ObjectiveTo investigate the potential pharmacological mechanism of Xinmaikang tablets in the treatment of atherosclerosis cardiovascular disease by using network pharmacology and cell experimental validation. MethodThe components of Xinmaikang tablets were searched by BATMAN-TCM database and the active ingredients and potential targets were screened. The atherosclerosis related disease targets were searched in GeneCards and online mendelian inheritance in man（OMIM） disease databases. The therapeutic targets were obtained by mapping the intersection of the tablets and disease targets. Therapeutic targets were uploaded to STRING database to construct protein-protein interaction（PPI） network. Cytoscape software was used to create a "drug-active component-therapeutic target" network map， and a network topology algorithm was used to screen key action targets. David software was used for gene ontology（GO） and Kyoto encyclopedia of genes and genomes（KEGG） function enrichment analysis. The key targets of drug therapy were validated by in vitro cell assay. ResultA total of 19 active ingredients， 132 potential targets and 4703 atherosclerotic disease-related target genes of Xinmaikang tablets were retrieved and screened， and 84 intersection targets were obtained. 3 key therapeutic targets of Xinmaikang tablets in the treatment of atherosclerotic diseases were screened， including Calmodulin 1（CALM1）， voltage-dependent L-type calcium channel subunit alpha-1C（CACNA1C） and Phosphatidylinositol 4，5-bisphosphate 3-kinase catalytic subunit alpha isoform（PIK3CA）. A total of 313 biological processes， 89 molecular functions and 53 cell components were obtained by GO enrichment.

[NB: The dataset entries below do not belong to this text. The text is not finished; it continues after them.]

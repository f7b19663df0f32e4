//! billbean converts personal-finance export files (Alipay, WeChat Pay,
//! generic bank CSV/Excel) into Beancount double-entry ledger text.
//!
//! The pipeline: tabular decode → header/column mapping → source-specific
//! parsing → payment-method resolution → validation → deduplication →
//! rule/AI categorization → anomaly scan → Beancount generation.

pub mod alipay_import;
pub mod amount;
pub mod anomaly;
pub mod beancount;
pub mod categorize;
pub mod column_map;
pub mod csv_import;
pub mod dedup;
pub mod error;
pub mod model;
pub mod payment_method;
pub mod pipeline;
pub mod rules;
pub mod tabular;
pub mod universal_import;
pub mod validate;
pub mod wechat_import;

pub use anomaly::{OutlierConfig, OutlierPolicy};
pub use beancount::{generate_beancount, GeneratedLedger, GeneratorOptions, Transaction};
pub use categorize::{smart_categorize, BillCategorizer, STANDARD_CATEGORIES};
pub use column_map::{ColumnMapping, ColumnRecognizer, MappingCache, MemoryMappingCache};
pub use dedup::{deduplicate_bills, transaction_hash, DedupReport};
pub use error::{BillError, Result};
pub use model::{
    Anomaly, BillSource, CancelFlag, DateParsePolicy, ParseOutcome, ParsedBill, PaymentKind,
    PaymentMethodInfo, Severity,
};
pub use pipeline::{convert_files, ConversionResult, ConvertOptions, SourceFile};
pub use rules::{Account, AccountMapper, CategoryRule, RulePattern, RuleSet};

A total of 40 pathways were obtained from KEGG functional enrichment， including purine metabolism， renin secretion， CGMP/PKG signaling pathway and so on. In vitro cell experiment results verified that Xinmaikang tablets can up-regulate the expression of CALM1 and CACNA1C， down-regulate the expression of PIK3CA， so as to inhibit the activity of inflammatory response， and play a therapeutic role in atherosclerotic diseases. ConclusionXinmaikang tablets may treat atherosclerosis cardiovascular disease through betulin， methyleugenol and other compounds， through purine metabolism， renin secretion， cGMP/PKG signaling pathway and other pathways， which acts on CALM1， CACNA1C， PIK3CA and other targets.